Since we don't know how to fix this, we might decide to remove the person. This "sixty" entry also turned all Height entries into characters instead of numeric. That conversion to character also means that our summary function isn't very meaningful.
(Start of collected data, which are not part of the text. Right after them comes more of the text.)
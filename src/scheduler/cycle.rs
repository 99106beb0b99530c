//! One firing cycle: pick and message one eligible member per community.

use std::collections::HashSet;
use std::sync::{Mutex, PoisonError};

use tracing::{debug, info, warn};

use crate::context::BotContext;
use crate::dispatch::DeliveryOutcome;
use crate::roster::{CommunityId, MemberId};

/// What happened to one community during a cycle.
#[derive(Debug, Clone, PartialEq, Eq)]
pub enum CommunityOutcome {
    Delivered(MemberId),
    NoEligibleRecipient,
    RecipientUnavailable(MemberId),
    TransportFailed { recipient: MemberId, reason: String },
    StorageFailed(String),
    /// The community is disabled or no longer known.
    Disabled,
    /// Another cycle is already working on this community.
    AlreadyInFlight,
}

/// Per-community results of one cycle, in processing order.
#[derive(Debug, Clone, Default, PartialEq, Eq)]
pub struct CycleReport {
    pub outcomes: Vec<(CommunityId, CommunityOutcome)>,
}

impl CycleReport {
    #[must_use]
    pub fn delivered(&self) -> usize {
        self.outcomes
            .iter()
            .filter(|(_, o)| matches!(o, CommunityOutcome::Delivered(_)))
            .count()
    }

    #[must_use]
    pub fn outcome_for(&self, community: &CommunityId) -> Option<&CommunityOutcome> {
        self.outcomes
            .iter()
            .find(|(id, _)| id == community)
            .map(|(_, outcome)| outcome)
    }
}

/// Runs cycles and guarantees at most one in-flight cycle per community.
pub struct CycleRunner {
    ctx: BotContext,
    message: String,
    in_flight: Mutex<HashSet<CommunityId>>,
}

struct InFlightGuard<'a> {
    set: &'a Mutex<HashSet<CommunityId>>,
    community: CommunityId,
}

impl Drop for InFlightGuard<'_> {
    fn drop(&mut self) {
        self.set
            .lock()
            .unwrap_or_else(PoisonError::into_inner)
            .remove(&self.community);
    }
}

impl CycleRunner {
    pub fn new(ctx: BotContext, message: impl Into<String>) -> Self {
        Self {
            ctx,
            message: message.into(),
            in_flight: Mutex::new(HashSet::new()),
        }
    }

    /// Whether any community is currently enabled. Storage errors count as
    /// "no" so the caller parks instead of spinning.
    pub fn has_enabled_communities(&self) -> bool {
        match self.ctx.store.enabled_communities() {
            Ok(communities) => !communities.is_empty(),
            Err(e) => {
                warn!("cannot list enabled communities: {e}");
                false
            }
        }
    }

    /// Cycle over every enabled community.
    pub async fn run_enabled(&self) -> CycleReport {
        let communities = match self.ctx.store.enabled_communities() {
            Ok(communities) => communities,
            Err(e) => {
                warn!("cycle skipped, cannot list enabled communities: {e}");
                return CycleReport::default();
            }
        };
        self.run_for(&communities).await
    }

    /// Cycle over `communities`. Each community is handled independently;
    /// an empty roster or a failed send never affects the others.
    pub async fn run_for(&self, communities: &[CommunityId]) -> CycleReport {
        let mut report = CycleReport::default();
        for community in communities {
            let outcome = match self.claim(community) {
                Some(_guard) => self.deliver_one(community).await,
                None => CommunityOutcome::AlreadyInFlight,
            };
            log_outcome(community, &outcome);
            report.outcomes.push((community.clone(), outcome));
        }
        report
    }

    fn claim(&self, community: &CommunityId) -> Option<InFlightGuard<'_>> {
        let mut set = self
            .in_flight
            .lock()
            .unwrap_or_else(PoisonError::into_inner);
        if !set.insert(community.clone()) {
            return None;
        }
        Some(InFlightGuard {
            set: &self.in_flight,
            community: community.clone(),
        })
    }

    async fn deliver_one(&self, community: &CommunityId) -> CommunityOutcome {
        let store = &self.ctx.store;
        match store.community(community) {
            Ok(Some(row)) if row.enabled => {}
            Ok(_) => return CommunityOutcome::Disabled,
            Err(e) => return CommunityOutcome::StorageFailed(e.to_string()),
        }

        let recipient = match store.pick_eligible_recipient(community) {
            Ok(Some(recipient)) => recipient,
            Ok(None) => return CommunityOutcome::NoEligibleRecipient,
            Err(e) => return CommunityOutcome::StorageFailed(e.to_string()),
        };

        match self.ctx.dispatcher.send(&recipient, &self.message).await {
            DeliveryOutcome::Sent => CommunityOutcome::Delivered(recipient),
            DeliveryOutcome::RecipientUnavailable => {
                CommunityOutcome::RecipientUnavailable(recipient)
            }
            DeliveryOutcome::TransportError(reason) => {
                CommunityOutcome::TransportFailed { recipient, reason }
            }
        }
    }
}

fn log_outcome(community: &CommunityId, outcome: &CommunityOutcome) {
    match outcome {
        CommunityOutcome::Delivered(member) => {
            info!(community = %community, member = %member, "invitation sent");
        }
        CommunityOutcome::RecipientUnavailable(member) => {
            info!(community = %community, member = %member, "skipped unreachable member");
        }
        CommunityOutcome::TransportFailed { recipient, reason } => {
            warn!(community = %community, member = %recipient, "delivery failed: {reason}");
        }
        CommunityOutcome::StorageFailed(reason) => {
            warn!(community = %community, "storage error during cycle: {reason}");
        }
        CommunityOutcome::NoEligibleRecipient
        | CommunityOutcome::Disabled
        | CommunityOutcome::AlreadyInFlight => {
            debug!(community = %community, ?outcome, "community skipped");
        }
    }
}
So let's fix that first.
::: {.cell}
```{.r .cell-code}
d1 <- rawdata %>% dplyr::filter( Height != "sixty" ) %>%
dplyr::mutate(Height = as.numeric(Height))
skimr::skim(d1)
```
::: {.cell-output-display}
Table: Data summary
| | |
|:------------------------|:----|
|Name |d1 |
|Number of rows |13 |
|Number of columns |5 |
|_______________________ | |
|Column type frequency: | |
|character |2 |
|numeric |3 |
|________________________ | |
|Group variables |None |
**Variable type: character**
|skim_variable | n_missing| complete_rate| min| max| empty| n_unique| whitespace|
|:-------------|---------:|-------------:|---:|---:|-----:|--------:|----------:|
|Gender | 0| 1| 1| 2| 0| 5| 0|
|Hair Color | 0| 1| 3| 3| 0| 5| 0|
**Variable type: numeric**
|skim_variable | n_missing| complete_rate| mean| sd| p0| p25| p50| p75| p100|hist |
|:-------------|---------:|-------------:|------:|-------:|--:|------:|---:|---:|----:|:-----|
|Height | 0| 1.00| 151.62| 46.46| 6| 154.00| 165| 175| 192|▁▁▁▂▇ |
|Weight | 1| 0.92| 647.92| 2000.48| 45| 54.75| 73| 90| 7000|▇▁▁▁▁ |
|Age | 0| 1.00| 39.54| 15.02| 18| 26.00| 41| 57| 59|▇▂▆▂▇ |
:::
```{.r .cell-code}
hist(d1$Height)
```
::: {.cell-output-display}
{width=672}
:::
:::
Now we see that there is one person with a height of 6. That could be a typo, or someone mistakenly entered their height in feet. Since we unfortunately don't know, we might need to remove this person, which we'll do here.
::: {.cell}
```{.r .cell-code}
d2 <- d1 %>% dplyr::mutate( Height = replace(Height, Height=="6",round(6*30.48,0)) )
skimr::skim(d2)
```
::: {.cell-output-display}
Table: Data summary
| | |
|:------------------------|:----|
|Name |d2 |
|Number of rows |13 |
|Number of columns |5 |
|_______________________ | |
|Column type frequency: | |
|character |2 |
|numeric |3 |
|________________________ | |
|Group variables |None |
**Variable type: character**
|skim_variable | n_missing| complete_rate| min| max| empty| n_unique| whitespace|
|:-------------|---------:|-------------:|---:|---:|-----:|--------:|----------:|
|Gender | 0| 1| 1| 2| 0| 5| 0|
|Hair Color | 0| 1| 3| 3| 0| 5| 0|
**Variable type: numeric**
|skim_variable | n_missing| complete_rate| mean| sd| p0| p25| p50| p75| p100|hist |
|:-------------|---------:|-------------:|------:|-------:|---:|------:|---:|---:|----:|:-----|
|Height | 0| 1.00| 165.23| 16.52| 133| 155.00| 166| 178| 192|▂▇▆▆▃ |
|Weight | 1| 0.92| 647.92| 2000.48| 45| 54.75| 73| 90| 7000|▇▁▁▁▁ |
|Age | 0| 1.00| 39.54| 15.02| 18| 26.00| 41| 57| 59|▇▂▆▂▇ |
:::
:::
Height values seem ok now.
Now let's look at the `Weight` variable. There is a person with weight of 7000, which is impossible, and one person with missing weight.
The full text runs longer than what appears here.